# **SVD Comparisons (new C++20 library vs. numpy.linalg.svd)**

## Team H
Our team met many times over the course of the week, often for hours at a time to understand the library's implementation and what inputs to test.

* Evan Ram - Evan wrote the testing code for allowing us to input matrices and see what their output was from Feng Wang. This was extremely important to being able to evaluate and compare.
* Prateek Makhija - Prateek wrote the conclusion and did the analysis of why the python code is faster. Which have us the result that Feng Wang's code is not optimal. Also consulted with the group during the meetings to develop the strategy that broke the code. 
* James Douthit - James wrote the analysis of Feng Wang's SVD implementation and consulted with the group during meetings to develop our strategy for breaking the code.
* Garrett Hempy - Built the timers and did the interpretation of the results of how it ran. Also consulted with the group during the meetings to develop the strategy that broke the code. 

## Introduction / methods

Here we compare the SVD impementations of two matrix libraries, "numpy" and "matrix." Numpy is a python library while matrix is in C++20. To begin, we looked at the matrix implementation of SVD, which is a 300-line function with purported scope of all 2d matrices. We wrote some matrices that we thought might break the library or create an unacceptable condition number, but the majority of our work is focused on comparing these libraries' performance across a series of benchmark SVD tests we created.

## Dependencies

We use a new library called Matrix written in C++20 (the C++20 language version should be finalized later this month). It is written by Feng Wang and can be found [here](https://github.com/fengwang/matrix). The library is distributed as a huge single header file (see `./fengwang-matrix/matrix.hpp`).

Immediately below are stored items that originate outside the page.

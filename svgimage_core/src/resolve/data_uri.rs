//! Parsing of inline `data:` references.

const SCHEME: &str = "data:";
const BASE64_MARKER: &str = "base64,";

/// The parts of a `data:` reference that carry a base64 payload.
#[derive(Debug, Clone, Copy, PartialEq, Eq)]
pub struct DataUri<'a> {
	/// Text between `data:` and the first `;`, or `None` when it is empty or there is no `;`.
	pub mime: Option<&'a str>,
	/// Everything after the first `base64,` marker, still encoded.
	pub payload: &'a str,
}

impl<'a> DataUri<'a> {
	/// Splits `reference` into mime and payload.
	///
	/// Returns `None` if the reference does not start with `data:` or has no `base64,` marker.
	/// Callers treat such references as external.
	pub fn parse(reference: &'a str) -> Option<Self> {
		let rest = reference.strip_prefix(SCHEME)?;
		let mime = rest.split_once(';').map(|(mime, _)| mime).filter(|mime| !mime.is_empty());
		let (_, payload) = reference.split_once(BASE64_MARKER)?;
		Some(Self { mime, payload })
	}
}
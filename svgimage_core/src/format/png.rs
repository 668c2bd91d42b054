//! PNG decoding into the canonical pixel layout.
//!
//! The `png` crate takes care of the container-level transformations: palette expansion,
//! expansion of 1/2/4-bit gray, promotion of a `tRNS` chunk to an alpha channel, reduction
//! of 16-bit samples to their high byte, unpacking of sub-byte pixels, and Adam7
//! de-interlacing. What remains, gray to RGB, swizzling to BGR, alpha synthesis and
//! premultiplication, is done here row by row.

use super::{DecodeAttempt, FormatDecoder, ImageFormat};
use crate::{
	DecodeConfig, ImageError, PixelBuffer,
	pixel::{SampleLayout, premultiply_row, write_bgra_row},
};
use ::png::{BitDepth, ColorType, Decoder, DecodingError, Limits, Reader, Transformations};
use std::io::Cursor;

/// The eight bytes every PNG stream starts with.
pub const SIGNATURE: [u8; 8] = *b"\x89PNG\r\n\x1a\n";

pub(crate) struct PngDecoder;

impl FormatDecoder for PngDecoder {
	fn format(&self) -> ImageFormat {
		ImageFormat::Png
	}

	fn decode(&self, bytes: &[u8], config: &DecodeConfig) -> DecodeAttempt {
		decode(bytes, config)
	}
}

pub(crate) fn decode(bytes: &[u8], config: &DecodeConfig) -> DecodeAttempt {
	if !bytes.starts_with(&SIGNATURE) {
		return DecodeAttempt::NotThisFormat;
	}
	decode_png(bytes, config).into()
}

fn decode_png(bytes: &[u8], config: &DecodeConfig) -> Result<PixelBuffer, ImageError> {
	let mut decoder = Decoder::new_with_limits(
		Cursor::new(bytes),
		Limits {
			bytes: config.max_decoder_bytes,
		},
	);
	decoder.set_transformations(Transformations::EXPAND | Transformations::STRIP_16);

	let mut reader = decoder.read_info().map_err(map_error)?;
	let (width, height) = (reader.info().width, reader.info().height);
	let layout = match reader.output_color_type() {
		(ColorType::Grayscale, BitDepth::Eight) => SampleLayout::Gray,
		(ColorType::GrayscaleAlpha, BitDepth::Eight) => SampleLayout::GrayAlpha,
		(ColorType::Rgb, BitDepth::Eight) => SampleLayout::Rgb,
		(ColorType::Rgba, BitDepth::Eight) => SampleLayout::Rgba,
		(color_type, bit_depth) => {
			return Err(ImageError::parse(format!(
				"PNG decodes to unsupported {color_type:?} at {bit_depth:?}"
			)));
		}
	};
	log::trace!(
		"PNG {width}x{height}, {:?} {:?}, interlaced: {}",
		reader.info().color_type,
		reader.info().bit_depth,
		reader.info().interlaced
	);

	let mut buffer = PixelBuffer::allocate(width, height, ImageFormat::Png, config)?;

	if reader.info().interlaced {
		read_deinterlaced(&mut reader, layout, &mut buffer)?;
	} else {
		for y in 0..height as usize {
			let line = reader
				.next_row()
				.map_err(map_error)?
				.ok_or_else(|| ImageError::parse(format!("PNG ends after {y} of {height} rows")))?;
			let row = buffer.row_mut(y)?;
			write_bgra_row(line.data(), layout, row)?;
			premultiply_row(row);
		}
	}

	Ok(buffer)
}

/// Adam7 rows only become whole after the last pass, so interlaced images go through a full frame.
fn read_deinterlaced(
	reader: &mut Reader<Cursor<&[u8]>>,
	layout: SampleLayout,
	buffer: &mut PixelBuffer,
) -> Result<(), ImageError> {
	let (width, height) = (buffer.width(), buffer.height());
	let frame_size = reader
		.output_buffer_size()
		.ok_or_else(|| ImageError::out_of_memory(format!("sizing the {width}x{height} PNG frame")))?;
	let mut frame = Vec::new();
	frame
		.try_reserve_exact(frame_size)
		.map_err(|_| ImageError::out_of_memory(format!("allocating {frame_size} bytes for a PNG frame")))?;
	frame.resize(frame_size, 0);

	let output = reader.next_frame(&mut frame).map_err(map_error)?;
	if output.line_size == 0 {
		return Err(ImageError::parse("PNG frame has empty scanlines"));
	}

	for (y, line) in frame.chunks_exact(output.line_size).take(height as usize).enumerate() {
		let row = buffer.row_mut(y)?;
		write_bgra_row(line, layout, row)?;
		premultiply_row(row);
	}
	Ok(())
}

fn map_error(err: DecodingError) -> ImageError {
	match err {
		DecodingError::LimitsExceeded => ImageError::out_of_memory("decoding PNG data (decoder limit exceeded)"),
		other => ImageError::parse(format!("corrupt PNG data: {other}")),
	}
}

We also depend on `numpy` for matrix stuff in Python and `pillow` (Python image processing library) for loading in the C++ library's exported matrices (which can be serialized to bitmap image files).

In [1]:
!{sys.executable} -m pip install numpy
!{sys.executable} -m pip install pillow

/bin/sh: {sys.executable}: command not found
/bin/sh: {sys.executable}: command not found


Feng Wang's Matrix library is difficult to compile on non-linux machines because of the new C++20 supporting compilers, so we require [Docker](https://www.docker.com/) to be installed in order to compile and run our driver code.

The below `FengWangSVD` class will run the Docker commands for us so we can test its SVD implementation directly from Python.

In [2]:
import sys
import numpy as np
import os
import subprocess
from PIL import Image
import datetime

class FengWangSVD:

    def __init__(self, A):
        """
        `A` should be a 2d numpy array
        """
        
        self._A = A
    
    @staticmethod
    def build():
        """
        Builds Feng Wang's Matrix library SVD tester using Docker.

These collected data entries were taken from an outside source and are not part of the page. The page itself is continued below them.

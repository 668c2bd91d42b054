//! The canonical pixel buffer and the per-pixel normalization shared by all decoders.
//!
//! Every decoder produces the same layout: rows top to bottom, 4 bytes per pixel in the order
//! blue, green, red, alpha, stride `width * 4`, color channels premultiplied by alpha.

use crate::{DecodeConfig, ImageError, ImageFormat};
use std::fmt::Debug;

pub const BYTES_PER_PIXEL: usize = 4;

/// Decoded image in canonical premultiplied BGRA layout.
#[derive(Clone, PartialEq, Eq)]
pub struct PixelBuffer {
	width: u32,
	height: u32,
	format: ImageFormat,
	data: Vec<u8>,
}

impl PixelBuffer {
	/// Allocates a zeroed buffer for a `width` x `height` image.
	///
	/// Fails with [`ImageError::OutOfMemory`] when the image exceeds `config.max_pixels` or when the
	/// allocation itself cannot be satisfied.
	pub(crate) fn allocate(width: u32, height: u32, format: ImageFormat, config: &DecodeConfig) -> Result<Self, ImageError> {
		let pixels = u64::from(width) * u64::from(height);
		if pixels > config.max_pixels {
			return Err(ImageError::out_of_memory(format!(
				"decoding a {width}x{height} {format} image (limit is {} pixels)",
				config.max_pixels
			)));
		}

		let len = usize::try_from(pixels)
			.ok()
			.and_then(|p| p.checked_mul(BYTES_PER_PIXEL))
			.ok_or_else(|| ImageError::out_of_memory(format!("sizing a {width}x{height} pixel buffer")))?;

		let mut data = Vec::new();
		data
			.try_reserve_exact(len)
			.map_err(|_| ImageError::out_of_memory(format!("allocating {len} bytes for a {width}x{height} image")))?;
		data.resize(len, 0);

		Ok(Self {
			width,
			height,
			format,
			data,
		})
	}

	pub fn width(&self) -> u32 {
		self.width
	}

	pub fn height(&self) -> u32 {
		self.height
	}

	/// Number of bytes per row.
	pub fn stride(&self) -> usize {
		self.width as usize * BYTES_PER_PIXEL
	}

	/// The codec the pixels were decoded from.
	pub fn source_format(&self) -> ImageFormat {
		self.format
	}

	pub fn as_bytes(&self) -> &[u8] {
		&self.data
	}

	pub fn into_vec(self) -> Vec<u8> {
		self.data
	}

	/// Returns the `[b, g, r, a]` bytes of one pixel, or `None` outside the image.
	pub fn pixel(&self, x: u32, y: u32) -> Option<[u8; 4]> {
		if x >= self.width || y >= self.height {
			return None;
		}
		let offset = y as usize * self.stride() + x as usize * BYTES_PER_PIXEL;
		let mut out = [0u8; 4];
		out.copy_from_slice(&self.data[offset..offset + BYTES_PER_PIXEL]);
		Some(out)
	}

	/// Mutable access to row `y`, checked against the buffer height.
	pub(crate) fn row_mut(&mut self, y: usize) -> Result<&mut [u8], ImageError> {
		let stride = self.stride();
		let start = y
			.checked_mul(stride)
			.filter(|start| start + stride <= self.data.len())
			.ok_or_else(|| ImageError::parse(format!("row {y} is outside a {}-row image", self.height)))?;
		Ok(&mut self.data[start..start + stride])
	}

	/// `true` if every alpha byte is 255.
	pub fn is_opaque(&self) -> bool {
		self.data.chunks_exact(BYTES_PER_PIXEL).all(|p| p[3] == u8::MAX)
	}

	/// Converts back to straight (non-premultiplied) RGBA, e.g. for re-encoding.
	pub fn to_rgba(&self) -> Vec<u8> {
		let mut out = Vec::with_capacity(self.data.len());
		for p in self.data.chunks_exact(BYTES_PER_PIXEL) {
			let a = p[3];
			let unpremultiply = |c: u8| -> u8 {
				if a == 0 {
					0
				} else {
					((u32::from(c) * 255 + u32::from(a) / 2) / u32::from(a)).min(255) as u8
				}
			};
			out.extend_from_slice(&[unpremultiply(p[2]), unpremultiply(p[1]), unpremultiply(p[0]), a]);
		}
		out
	}
}

impl Debug for PixelBuffer {
	fn fmt(&self, f: &mut std::fmt::Formatter<'_>) -> std::fmt::Result {
		f.debug_struct("PixelBuffer")
			.field("width", &self.width)
			.field("height", &self.height)
			.field("format", &self.format)
			.field("bytes", &self.data.len())
			.finish()
	}
}

/// How the samples of one decoded source pixel are arranged.
#[derive(Clone, Copy, Debug, PartialEq, Eq)]
pub(crate) enum SampleLayout {
	Gray,
	GrayAlpha,
	Rgb,
	Rgba,
	/// `n` samples per pixel, of which the first three are read as red, green, blue.
	LeadingRgb(usize),
}

impl SampleLayout {
	pub(crate) fn samples_per_pixel(self) -> usize {
		match self {
			SampleLayout::Gray => 1,
			SampleLayout::GrayAlpha => 2,
			SampleLayout::Rgb => 3,
			SampleLayout::Rgba => 4,
			SampleLayout::LeadingRgb(n) => n,
		}
	}
}

/// Writes one source row as BGRA into `dst`. Sources without alpha get alpha 255.
///
/// `dst` must hold exactly `width * 4` bytes and `src` at least `width` source pixels.
pub(crate) fn write_bgra_row(src: &[u8], layout: SampleLayout, dst: &mut [u8]) -> Result<(), ImageError> {
	let samples = layout.samples_per_pixel();
	let width = dst.len() / BYTES_PER_PIXEL;
	if samples < layout_min_samples(layout) || src.len() < width * samples {
		return Err(ImageError::parse(format!(
			"short scanline: {} bytes for {width} pixels of {samples} samples",
			src.len()
		)));
	}

	let pixels = src.chunks_exact(samples).zip(dst.chunks_exact_mut(BYTES_PER_PIXEL));
	match layout {
		SampleLayout::Gray => pixels.for_each(|(s, d)| d.copy_from_slice(&[s[0], s[0], s[0], u8::MAX])),
		SampleLayout::GrayAlpha => pixels.for_each(|(s, d)| d.copy_from_slice(&[s[0], s[0], s[0], s[1]])),
		SampleLayout::Rgb | SampleLayout::LeadingRgb(_) => {
			pixels.for_each(|(s, d)| d.copy_from_slice(&[s[2], s[1], s[0], u8::MAX]))
		}
		SampleLayout::Rgba => pixels.for_each(|(s, d)| d.copy_from_slice(&[s[2], s[1], s[0], s[3]])),
	}
	Ok(())
}

fn layout_min_samples(layout: SampleLayout) -> usize {
	match layout {
		SampleLayout::LeadingRgb(_) => 3,
		other => other.samples_per_pixel(),
	}
}

/// Scales blue, green and red of every BGRA pixel in `row` by its alpha, truncating.
pub(crate) fn premultiply_row(row: &mut [u8]) {
	for p in row.chunks_exact_mut(BYTES_PER_PIXEL) {
		let a = u32::from(p[3]);
		for c in &mut p[..3] {
			*c = (u32::from(*c) * a / 255) as u8;
		}
	}
}
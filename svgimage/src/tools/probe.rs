use super::DecodeOptions;
use anyhow::Result;
use std::io::{Write, stdout};
use svgimage_core::PixelBuffer;

#[derive(clap::Args, Debug)]
#[command(arg_required_else_help = true, disable_version_flag = true)]
pub struct Subcommand {
	/// image reference: a path, a file:// URL or a data: URI
	#[arg(required = true)]
	reference: String,

	#[command(flatten)]
	options: DecodeOptions,
}

pub fn run(arguments: &Subcommand) -> Result<()> {
	let pixels = arguments.options.decode(&arguments.reference)?;
	write_summary(&pixels, &mut stdout().lock())
}

fn write_summary(pixels: &PixelBuffer, out: &mut impl Write) -> Result<()> {
	writeln!(out, "format: {}", pixels.source_format())?;
	writeln!(out, "size:   {}x{}", pixels.width(), pixels.height())?;
	writeln!(out, "opaque: {}", pixels.is_opaque())?;
	Ok(())
}
fn parse_ratio(s: &str) -> Option<f64> {
    match s.split_once('/') {
        Some((n, d)) => {
            let n = n.trim().parse::<u64>().ok()? as f64;
            let d = d.trim().parse::<u64>().ok()? as f64;
            // 0/0 and 1/0 intentionally produce NaN and infinity, matching
            // the arithmetic of the consuming interpreter.
            Some(n / d)
        }
        None => Some(s.trim().parse::<u64>().ok()? as f64),
    }
}

/// Exact power of two, including the subnormal range.
fn pow2(e: i32) -> Option<f64> {
    if (-1022..=1023).contains(&e) {
        Some(f64::from_bits(((e + 1023) as u64) << 52))
    } else if (-1074..-1022).contains(&e) {
        Some(f64::from_bits(1u64 << (e + 1074)))
    } else {
        None
    }
}

// --- STRING LITERALS ---

/// Renders a byte string as the shorter of its single- and double-quoted
/// escaped forms; ties prefer double quotes.
pub fn format_string(bytes: &[u8]) -> String {
    let double = quote_with(bytes, b'"');
    let single = quote_with(bytes, b'\'');
    if single.len() < double.len() {
        single
    } else {
        double
    }
}

fn quote_with(bytes: &[u8], quote: u8) -> String {
    let mut out = String::with_capacity(bytes.len() + 2);
    out.push(char::from(quote));
    for (i, &b) in bytes.iter().enumerate() {
        match b {
            b'\\' => out.push_str("\\\\"),
            b'\n' => out.push_str("\\n"),
            b'\r' => out.push_str("\\r"),
            b'\t' => out.push_str("\\t"),
            _ if b == quote => {
                out.push('\\');
                out.push(char::from(quote));
            }
            0x20..=0x7E => out.push(char::from(b)),
            _ => {
                // Decimal escapes must pad to three digits when a digit
                // follows, or the escape would swallow it.
                if bytes.get(i + 1).is_some_and(u8::is_ascii_digit) {
                    out.push_str(&format!("\\{b:03}"));
                } else {
                    out.push_str(&format!("\\{b}"));
                }
            }
        }
    }
    out.push(char::from(quote));
    out
}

        New C++20 features are not available on many machines,
        so please have Docker installed.
        """

        # Use bang command in Jupyter notebook since we don't care about this command's output
        !docker build -t fengwang-matrix-svd .
        
        # Technically we don't run any Python in this method
        pass

    def run(self):
        """
        Runs the C++ test program for the fengwang/matrix library.
        Returns its command line output as a list of lines from stdout.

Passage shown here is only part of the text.